* TASK TO CARRY OUT
Within the listing below, the lines to output run from the one containing "Self::default()" through the one containing "error. An objective"; copy them exactly and nothing else.
-- Opening Marker --
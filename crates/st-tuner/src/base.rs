//! Single-study optimizer for the primary sequential model.
//!
//! Unlike the pooled orchestrator this runs exactly one study on the calling
//! thread, never consults the parameter store, and supports a user-initiated
//! interrupt that stops the search cleanly with best-so-far parameters.

use std::sync::atomic::{AtomicBool, Ordering};
use std::sync::Arc;
use std::time::{Duration, Instant};

use tracing::info;

use st_types::{HyperparameterSet, StudyOutcome, TuneError, TuneResult, BASE_MODEL_KEY};

use crate::config::TunerConfig;
use crate::orchestrator::ObjectiveSpec;
use crate::search::TpeLiteSampler;
use crate::study::Study;

/// Cooperative early-stop flag for a running base-model search. Clone it and
/// trigger from another thread (e.g. a Ctrl-C handler).
#[derive(Debug, Clone, Default)]
pub struct InterruptHandle(Arc<AtomicBool>);

impl InterruptHandle {
    pub fn new() -> Self {
        Self::default()
    }

    pub fn trigger(&self) {
        self.0.store(true, Ordering::Relaxed);
    }

    pub fn is_triggered(&self) -> bool {
        self.0.load(Ordering::Relaxed)
    }

    pub(crate) fn flag(&self) -> &AtomicBool {
        &self.0
    }
}

pub struct BaseOptimizer {
    config: TunerConfig,
}

impl BaseOptimizer {
    pub fn new(config: TunerConfig) -> Self {
        Self { config }
    }

    /// Run the base-model study to completion, deadline, or interrupt, and
    /// return the best parameter mapping found.
    ///
    /// An interrupt is a clean early stop, not an error. An objective
    /// failure propagates: the base model has no cached fallback.
    pub fn optimize(
        &self,
        spec: ObjectiveSpec,
        timeout: Duration,
        interrupt: &InterruptHandle,
    ) -> TuneResult<HyperparameterSet> {
        info!("starting base model hyperparameter optimization");

        let sampler = Box::new(TpeLiteSampler::new(
            spec.space,
            TpeLiteSampler::DEFAULT_EXPLORATION,
        ));
        let mut study = Study::new(BASE_MODEL_KEY, sampler, &self.config);

        let deadline = Instant::now() + timeout;
        let outcome = study.run(&spec.objective, Some(deadline), interrupt.flag());

        let params = match outcome {
            StudyOutcome::Completed(params) => params,
            StudyOutcome::Interrupted(params) => {
                info!("optimization interrupted by user");
                params
            }
            StudyOutcome::TimedOut => {
                return Err(TuneError::Timeout {
                    timeout_seconds: timeout.as_secs(),
                })
            }
            StudyOutcome::Failed(reason) => return Err(TuneError::Search(reason)),
        };

        if let Some(best) = study.best_trial() {
            info!(trial = best.number, "best trial");
            info!(score = best.score, "best value");
            info!(params = ?best.params, "best hyperparameters");
        }

        Ok(params)
    }
}

#[cfg(test)]
mod tests {
    use super::*;
    use crate::search::SearchSpace;
    use crate::study::Objective;
    use std::sync::atomic::AtomicUsize;

    fn config() -> TunerConfig {
        TunerConfig::default()
            .with_max_trials(30)
            .with_trial_parallelism(1)
    }

    fn spec(objective: Objective) -> ObjectiveSpec {
        ObjectiveSpec::new(SearchSpace::new().add_float("lr", 1e-4, 1e-1), objective)
    }

    #[test]
    fn completes_and_returns_best_params() {
        let optimizer = BaseOptimizer::new(config());
        let objective: Objective = Arc::new(|params: &HyperparameterSet| {
            Ok(params.get("lr").unwrap().as_f64().unwrap())
        });

        let params = optimizer
            .optimize(spec(objective), Duration::from_secs(10), &InterruptHandle::new())
            .unwrap();
        assert!(params.get("lr").is_some());
    }

    #[test]
    fn interrupt_mid_search_returns_best_so_far() {
        let optimizer = BaseOptimizer::new(config());
        let interrupt = InterruptHandle::new();

        let handle = interrupt.clone();
        let calls = Arc::new(AtomicUsize::new(0));
        let seen = Arc::clone(&calls);
        let objective: Objective = Arc::new(move |_| {
            if seen.fetch_add(1, Ordering::SeqCst) == 2 {
                handle.trigger();
            }
            Ok(0.5)
        });

        let params = optimizer
            .optimize(spec(objective), Duration::from_secs(10), &interrupt)
            .unwrap();

        assert!(!params.is_empty(), "best-so-far parameters expected");
        assert!(calls.load(Ordering::SeqCst) < 30, "search must stop early");
    }

    #[test]
    fn objective_failure_propagates() {
        let optimizer = BaseOptimizer::new(config());
        let objective: Objective = Arc::new(|_| anyhow::bail!("exploding gradients"));

        let err = optimizer
            .optimize(spec(objective), Duration::from_secs(10), &InterruptHandle::new())
            .unwrap_err();
        match err {
            TuneError::Search(reason) => assert!(reason.contains("exploding gradients")),
            other => panic!("expected search error, got {other:?}"),
        }
    }
}
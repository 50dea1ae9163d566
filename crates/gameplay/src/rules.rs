use bmb_core::*;

/// How odd chips and tied ranks are prioritized at settlement.
#[derive(Debug, Clone, Copy, Default, PartialEq, Eq)]
pub enum TieBreak {
    /// Earliest seat in the hand's turn order wins the remainder.
    #[default]
    TurnOrder,
    /// Lowest seat index wins the remainder regardless of rotation.
    SeatOrder,
}

/// Per-table betting parameters. Passed explicitly at construction; there is
/// no ambient global configuration.
#[derive(Debug, Clone, Copy, PartialEq, Eq)]
pub struct Rules {
    /// Forced contribution from every seat before the deal.
    pub ante: Chips,
    /// Smallest legal opening bet or raise increment.
    pub min_raise: Chips,
    /// Number of betting rounds per hand.
    pub rounds: usize,
    /// Seat priority for indivisible pot remainders.
    pub tie_break: TieBreak,
}

impl Default for Rules {
    fn default() -> Self {
        Self {
            ante: ANTE,
            min_raise: MIN_RAISE,
            rounds: BETTING_ROUNDS,
            tie_break: TieBreak::default(),
        }
    }
}

#[cfg(test)]
mod tests {
    use super::*;

    #[test]
    fn default_table_parameters() {
        let rules = Rules::default();
        assert!(rules.ante == 5);
        assert!(rules.min_raise == 1);
        assert!(rules.rounds == 1);
        assert!(rules.tie_break == TieBreak::TurnOrder);
    }
}
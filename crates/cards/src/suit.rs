/// Card suit. Never compared at showdown; kept for display and encoding.
#[derive(Debug, Default, Clone, Copy, Hash, Eq, PartialEq, Ord, PartialOrd)]
pub enum Suit {
    #[default]
    Club = 0,
    Diamond = 1,
    Heart = 2,
    Spade = 3,
}

/// u8 isomorphism
impl From<u8> for Suit {
    fn from(n: u8) -> Suit {
        match n {
            0 => Suit::Club,
            1 => Suit::Diamond,
            2 => Suit::Heart,
            3 => Suit::Spade,
            _ => panic!("Invalid suit u8: {}", n),
        }
    }
}
impl From<Suit> for u8 {
    fn from(s: Suit) -> u8 {
        s as u8
    }
}

/// str isomorphism
impl TryFrom<&str> for Suit {
    type Error = anyhow::Error;
    fn try_from(s: &str) -> Result<Self, Self::Error> {
        match s {
            "c" => Ok(Suit::Club),
            "d" => Ok(Suit::Diamond),
            "h" => Ok(Suit::Heart),
            "s" => Ok(Suit::Spade),
            _ => Err(anyhow::anyhow!("invalid suit str: {}", s)),
        }
    }
}

impl std::fmt::Display for Suit {
    fn fmt(&self, f: &mut std::fmt::Formatter) -> std::fmt::Result {
        write!(
            f,
            "{}",
            match self {
                Suit::Club => "c",
                Suit::Diamond => "d",
                Suit::Heart => "h",
                Suit::Spade => "s",
            }
        )
    }
}
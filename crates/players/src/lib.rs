//! Strategy implementations that can sit at a table.
//!
//! - [`Fish`] — Chooses uniformly from the representative legal actions
//! - [`Rock`] — Never puts a chip in voluntarily; the safe fallback
//! - [`CallStation`] — Pays to see every showdown
//! - [`Script`] — An external process speaking JSON over stdin/stdout
//! - [`Loader`] — Resolves strategy names into seated players
mod fish;
mod loader;
mod rock;
mod script;
mod station;

pub use fish::*;
pub use loader::*;
pub use rock::*;
pub use script::*;
pub use station::*;
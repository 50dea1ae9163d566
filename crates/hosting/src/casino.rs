use crate::RoomHandle;
use bmb_core::ID;
use bmb_core::Position;
use bmb_gameplay::Reject;
use bmb_gameroom::Event;
use bmb_gameroom::Protocol;
use bmb_gameroom::Room;
use bmb_gameroom::RoomReport;
use bmb_gameroom::Submission;
use bmb_gameroom::TableConfig;
use bmb_players::Loader;
use std::collections::HashMap;
use tokio::sync::RwLock;
use tokio::sync::mpsc::UnboundedSender;

/// How one seat of a new room is filled.
pub enum Seating {
    /// An uploaded strategy, named relative to the loader's directory.
    Strategy(String),
    /// A human client; events are relayed out through the given sender and
    /// actions come back through [`Casino::submit`].
    Human(UnboundedSender<Event>),
}

/// Manages active game rooms and their lifecycles.
pub struct Casino {
    loader: Loader,
    rooms: RwLock<HashMap<ID<Room>, RoomHandle>>,
}

impl Casino {
    pub fn new(loader: Loader) -> Self {
        Self {
            loader,
            rooms: RwLock::new(HashMap::new()),
        }
    }

    /// Opens a new room with the given seating and spawns its task. The
    /// room idles until [`Casino::begin`]. Strategy processes are started
    /// here, so a rejected upload fails the whole open.
    pub async fn open(&self, config: TableConfig, seats: Vec<Seating>) -> anyhow::Result<ID<Room>> {
        anyhow::ensure!(seats.len() >= 2, "a table needs at least two seats");
        let id = ID::default();
        let channels = RoomHandle::pair(id);
        let mut room = Room::new(id, config, seats.len(), channels.submissions);
        for (pos, seating) in seats.into_iter().enumerate() {
            match seating {
                Seating::Strategy(name) => room.sit(pos, self.loader.load(&name)?),
                Seating::Human(sender) => room.sit_human(pos, sender),
            }
        }
        self.rooms.write().await.insert(id, channels.handle);
        tokio::spawn(room.run(channels.start, channels.done));
        log::info!("[casino] opened room {}", id);
        Ok(id)
    }

    /// Releases the start signal; the room begins dealing.
    pub async fn begin(&self, id: ID<Room>) -> anyhow::Result<()> {
        let start = self
            .rooms
            .write()
            .await
            .get_mut(&id)
            .ok_or_else(|| anyhow::anyhow!("room {} not found", id))?
            .start
            .take()
            .ok_or_else(|| anyhow::anyhow!("room {} already started", id))?;
        start
            .send(())
            .map_err(|_| anyhow::anyhow!("room {} is gone", id))?;
        Ok(())
    }

    /// Routes a human client's command into its room. The outer error is
    /// infrastructural (no such room, bad syntax, room gone); the inner
    /// result is the room's verdict on the action itself.
    pub async fn submit(
        &self,
        id: ID<Room>,
        seat: Position,
        command: &str,
    ) -> anyhow::Result<Result<(), Reject>> {
        let action = Protocol::decode(command)?;
        let (submission, verdict) = Submission::new(seat, action);
        self.rooms
            .read()
            .await
            .get(&id)
            .ok_or_else(|| anyhow::anyhow!("room {} not found", id))?
            .submissions
            .send(submission)
            .map_err(|_| anyhow::anyhow!("room {} is gone", id))?;
        Ok(verdict.await?)
    }

    /// Waits for the room to finish and removes it. One caller only.
    pub async fn wait(&self, id: ID<Room>) -> anyhow::Result<RoomReport> {
        let done = self
            .rooms
            .write()
            .await
            .get_mut(&id)
            .ok_or_else(|| anyhow::anyhow!("room {} not found", id))?
            .done
            .take()
            .ok_or_else(|| anyhow::anyhow!("room {} already awaited", id))?;
        let report = done.await?;
        self.close(id).await?;
        Ok(report)
    }

    /// Removes a room from the casino. The room task itself winds down when
    /// its channels close.
    pub async fn close(&self, id: ID<Room>) -> anyhow::Result<()> {
        self.rooms
            .write()
            .await
            .remove(&id)
            .map(|_| log::info!("[casino] closed room {}", id))
            .ok_or_else(|| anyhow::anyhow!("room {} not found", id))
    }

    pub async fn occupancy(&self) -> usize {
        self.rooms.read().await.len()
    }
}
-- Closing Marker --
* ANSWER BELOW
        Self::default()
    }

    pub fn trigger(&self) {
        self.0.store(true, Ordering::Relaxed);
    }

    pub fn is_triggered(&self) -> bool {
        self.0.load(Ordering::Relaxed)
    }

    pub(crate) fn flag(&self) -> &AtomicBool {
        &self.0
    }
}

pub struct BaseOptimizer {
    config: TunerConfig,
}

impl BaseOptimizer {
    pub fn new(config: TunerConfig) -> Self {
        Self { config }
    }

    /// Run the base-model study to completion, deadline, or interrupt, and
    /// return the best parameter mapping found.
    ///
    /// An interrupt is a clean early stop, not an error. An objective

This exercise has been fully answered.